Exercise requirements: Print, from the listing below, the lines starting at the line containing "pub fn matches(&self, path: &Path)" and ending at the line containing "a file accepted", exactly as they stand, and print nothing else.

Records supplied:
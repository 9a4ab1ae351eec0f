//! Log signature matching.
//!
//! Controller logs are collected into the artifact folder by an external log
//! collector and keep growing while a scenario runs. A scan walks the tree
//! lazily, re-reads every matching file in full, and reports the first file
//! that contains the expected signature. File order is whatever the walk
//! yields; callers must not depend on which file is reported when several
//! match.

use std::fmt;
use std::fs;
use std::path::{Path, PathBuf};

use async_trait::async_trait;
use memchr::memmem;
use serde::Serialize;
use tracing::debug;
use walkdir::WalkDir;

use crate::config::E2EConfig;
use crate::errors::ConfigError;
use crate::poll::{PollResult, Probe, StopFlag};

/// Path marker of the CAPC controller manager's log directory.
pub const CAPC_CONTROLLER_MARKER: &str = "capc-controller-manager";
/// File-name marker of a controller manager log.
pub const MANAGER_LOG_MARKER: &str = "manager.log";
/// Prefix the provider uses when an offering/template lookup fails.
pub const NO_MATCH_FOUND_PREFIX: &str = "No match found for ";

/// The text a scenario waits for. Computed once per run.
#[derive(Debug, Clone, PartialEq, Eq, Serialize)]
#[serde(transparent)]
pub struct ExpectedSignature(String);

impl ExpectedSignature {
    pub fn new(prefix: &str, value: &str) -> Self {
        Self(format!("{prefix}{value}"))
    }

    /// `prefix` + the value of `variable` in `config`.
    pub fn from_variable(
        config: &E2EConfig,
        prefix: &str,
        variable: &str,
    ) -> Result<Self, ConfigError> {
        let value = config.get_variable(variable)?;
        Ok(Self::new(prefix, &value))
    }

    pub fn as_str(&self) -> &str {
        &self.0
    }
}

impl fmt::Display for ExpectedSignature {
    fn fmt(&self, f: &mut fmt::Formatter<'_>) -> fmt::Result {
        f.write_str(&self.0)
    }
}

/// Selects log files by substrings of their path; all markers must match.
#[derive(Debug, Clone, PartialEq, Eq, Serialize)]
pub struct LogFileFilter {
    markers: Vec<String>,
}

impl LogFileFilter {
    pub fn all_of<I, S>(markers: I) -> Self
    where
        I: IntoIterator<Item = S>,
        S: Into<String>,
    {
        Self {
            markers: markers.into_iter().map(Into::into).collect(),
        }
    }

    /// `manager.log` files under the given controller's directory.
    pub fn controller_manager_log(component: &str) -> Self {
        Self::all_of([component, MANAGER_LOG_MARKER])
    }

    pub fn markers(&self) -> &[String] {
        &self.markers
    }

    pub fn matches(&self, path: &Path) -> bool {
        let path = path.to_string_lossy();
        self.markers.iter().all(|marker| path.contains(marker.as_str()))
    }
}

/// Scan `root` for a file accepted by `predicate` that contains `needle`.
pub fn scan<F>(root: &Path, predicate: F, needle: &str) -> PollResult
where
    F: Fn(&Path) -> bool,
{
    scan_until_stopped(root, predicate, needle, &StopFlag::new())
}

/// [`scan`] that gives up (with `NotFound`) once `stop` is raised.
///
/// - a root that does not exist yet is `NotFound`: the log collector may not
///   have created it
/// - any other failure to walk the root is `Error`
/// - failures below the root and unreadable files are skipped
pub fn scan_until_stopped<F>(root: &Path, predicate: F, needle: &str, stop: &StopFlag) -> PollResult
where
    F: Fn(&Path) -> bool,
{
    let finder = memmem::Finder::new(needle.as_bytes());

    for entry in WalkDir::new(root) {
        if stop.is_raised() {
            debug!(root = %root.display(), "Scan stopped");
            return PollResult::NotFound;
        }

        let entry = match entry {
            Ok(entry) => entry,
            Err(err) if err.depth() == 0 => {
                let missing = err
                    .io_error()
                    .is_some_and(|io| io.kind() == std::io::ErrorKind::NotFound);
                if missing {
                    debug!(root = %root.display(), "Log root does not exist yet");
                    return PollResult::NotFound;
                }
                return PollResult::Error(format!("walking {}: {err}", root.display()));
            }
            Err(err) => {
                debug!(error = %err, "Skipping unreadable entry");
                continue;
            }
        };

        if entry.file_type().is_dir() {
            continue;
        }
        let path = entry.path();
        if !predicate(path) {
            continue;
        }

        match fs::read(path) {
            Ok(contents) => {
                if finder.find(&contents).is_some() {
                    return PollResult::Found(path.display().to_string());
                }
            }
            // Rotated or still being created; the next tick re-reads it.
            Err(err) => debug!(path = %path.display(), error = %err, "Skipping unreadable log"),
        }
    }

    PollResult::NotFound
}

/// Probe that looks for one signature in one log tree.
#[derive(Debug, Clone, Serialize)]
pub struct SignatureMatcher {
    root: PathBuf,
    filter: LogFileFilter,
    signature: ExpectedSignature,
}

impl SignatureMatcher {
    pub fn new(root: impl Into<PathBuf>, filter: LogFileFilter, signature: ExpectedSignature) -> Self {
        Self {
            root: root.into(),
            filter,
            signature,
        }
    }

    pub fn root(&self) -> &Path {
        &self.root
    }

    pub fn signature(&self) -> &ExpectedSignature {
        &self.signature
    }

    /// Synchronous single scan.
    pub fn scan_once(&self) -> PollResult {
        scan(&self.root, |p| self.filter.matches(p), self.signature.as_str())
    }
}

#[async_trait]
impl Probe for SignatureMatcher {
    fn describe(&self) -> String {
        format!("{:?} under {}", self.signature.as_str(), self.root.display())
    }

    async fn probe(&self, stop: &StopFlag) -> PollResult {
        let matcher = self.clone();
        let stop = stop.clone();
        match tokio::task::spawn_blocking(move || {
            scan_until_stopped(
                &matcher.root,
                |p| matcher.filter.matches(p),
                matcher.signature.as_str(),
                &stop,
            )
        })
        .await
        {
            Ok(result) => result,
            Err(err) => PollResult::Error(format!("scan task failed: {err}")),
        }
    }
}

Answer section:
    pub fn matches(&self, path: &Path) -> bool {
        let path = path.to_string_lossy();
        self.markers.iter().all(|marker| path.contains(marker.as_str()))
    }
}

/// Scan `root` for a file accepted by `predicate` that contains `needle`.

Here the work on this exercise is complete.